From Civic Activist To Alleged Terrorist

Muslim Suspect in Dutch Director’s Killing Was Caught Between Cultures

AMSTERDAM — “Hello, dear readers,” wrote the cheerful new contributor in the March 2002 issue of a local newsletter. He introduced himself as a volunteer staff member of a community center in a western suburb of Amsterdam dominated by working-class Moroccan immigrants.

His name was Mohammed Bouyeri. He was 24, and his photo showed a young man wearing wire-rimmed glasses, a knitted cap and a quizzical half-smile. His special interest, he wrote, was working with young people in the neighborhood.

Two and a half years later, Dutch police say, the same man gunned down Theo van Gogh on a street in Amsterdam, stood over the Dutch filmmaker’s body and calmly slit his throat with a black-handled butcher knife. The killer then impaled a five-page letter to the victim’s chest that pledged that Islam would “drive evil back to its dark hole using the sword.”

Bouyeri’s move from community organizer to alleged terrorist was swift and shocking to friends, teachers and co-workers. They describe him as a friendly person and good student who, like many of his generation, found himself perched uneasily between the traditional values and culture of his Moroccan immigrant family and those of modern Dutch society.


At first, Bouyeri worked passionately to channel the frustrations of young Muslims like himself into positive programs. But he increasingly turned to a radical brand of Islam, lashing out against perceived enemies and critics and becoming part of a small circle of believers under the influence of a Syrian-born militant known as Abu Khatib, according to Dutch intelligence officials.

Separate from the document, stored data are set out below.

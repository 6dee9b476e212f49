// src/error.rs

use axum::{
    Json,
    http::StatusCode,
    response::{IntoResponse, Response},
};
use serde_json::json;
use std::fmt;

/// Global Application Error Enum.
/// Shared by the HTTP layer, the result stores and configuration loading.
#[derive(Debug)]
pub enum AppError {
    // 500 Internal Server Error (store/transport failures end up here)
    InternalServerError(String),

    // 400 Bad Request
    BadRequest(String),

    // 401 Unauthorized
    AuthError(String),

    // Invalid or missing environment configuration
    Config(String),
}

impl fmt::Display for AppError {
    fn fmt(&self, f: &mut fmt::Formatter<'_>) -> fmt::Result {
        match self {
            AppError::InternalServerError(msg) => write!(f, "internal error: {}", msg),
            AppError::BadRequest(msg) => write!(f, "bad request: {}", msg),
            AppError::AuthError(msg) => write!(f, "unauthorized: {}", msg),
            AppError::Config(msg) => write!(f, "configuration error: {}", msg),
        }
    }
}

impl std::error::Error for AppError {}

/// Converts the error into a JSON response with appropriate HTTP status code.
impl IntoResponse for AppError {
    fn into_response(self) -> Response {
        let (status, error_message) = match self {
            AppError::InternalServerError(msg) | AppError::Config(msg) => {
                tracing::error!("Internal Server Error: {}", msg);
                (
                    StatusCode::INTERNAL_SERVER_ERROR,
                    "Internal Server Error".to_string(),
                )
            }
            AppError::BadRequest(msg) => (StatusCode::BAD_REQUEST, msg),
            AppError::AuthError(msg) => (StatusCode::UNAUTHORIZED, msg),
        };
        let body = Json(json!({
            "error": error_message,
        }));

        (status, body).into_response()
    }
}

/// Allows using `?` on store queries.
impl From<sqlx::Error> for AppError {
    fn from(err: sqlx::Error) -> Self {
        AppError::InternalServerError(err.to_string())
    }
}

impl From<sqlx::migrate::MigrateError> for AppError {
    fn from(err: sqlx::migrate::MigrateError) -> Self {
        AppError::InternalServerError(err.to_string())
    }
}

The ritual slaughter of van Gogh, who had recently directed a provocative short film highly critical of Islam’s treatment of women, has deeply shaken this European nation of 16 million, which has long prided itself on its tolerance and decency. The killing on Nov. 2 has led to 20 apparent reprisal attacks on mosques, churches and schools and raised new doubts as to whether and how Islam and liberal democracy can coexist here.

The alleged killer made no effort that morning to escape; Bouyeri was captured with a suicide note in his pocket after being wounded in a shootout with police. Dutch investigators are convinced that he did not act alone, but rather was part of a larger conspiracy of young extremists who also wanted to kill at least two members of parliament who had been outspoken in their criticism of Islam. Since van Gogh’s killing, police have arrested a dozen members of the group, which they believe had links to other radicals in Europe.

“It’s a Dutch plot, homegrown terrorism,” said Vincent van Steen, a spokesman for the AIVD, the country’s intelligence and security service. “But at the same time, there are, of course, international influences. For instance, the Syrian person who plays a part in their radicalization, the anti-Western feelings they have, stimulated by Osama bin Laden and by the war in Iraq — all these things play a part in the process of radicalization.”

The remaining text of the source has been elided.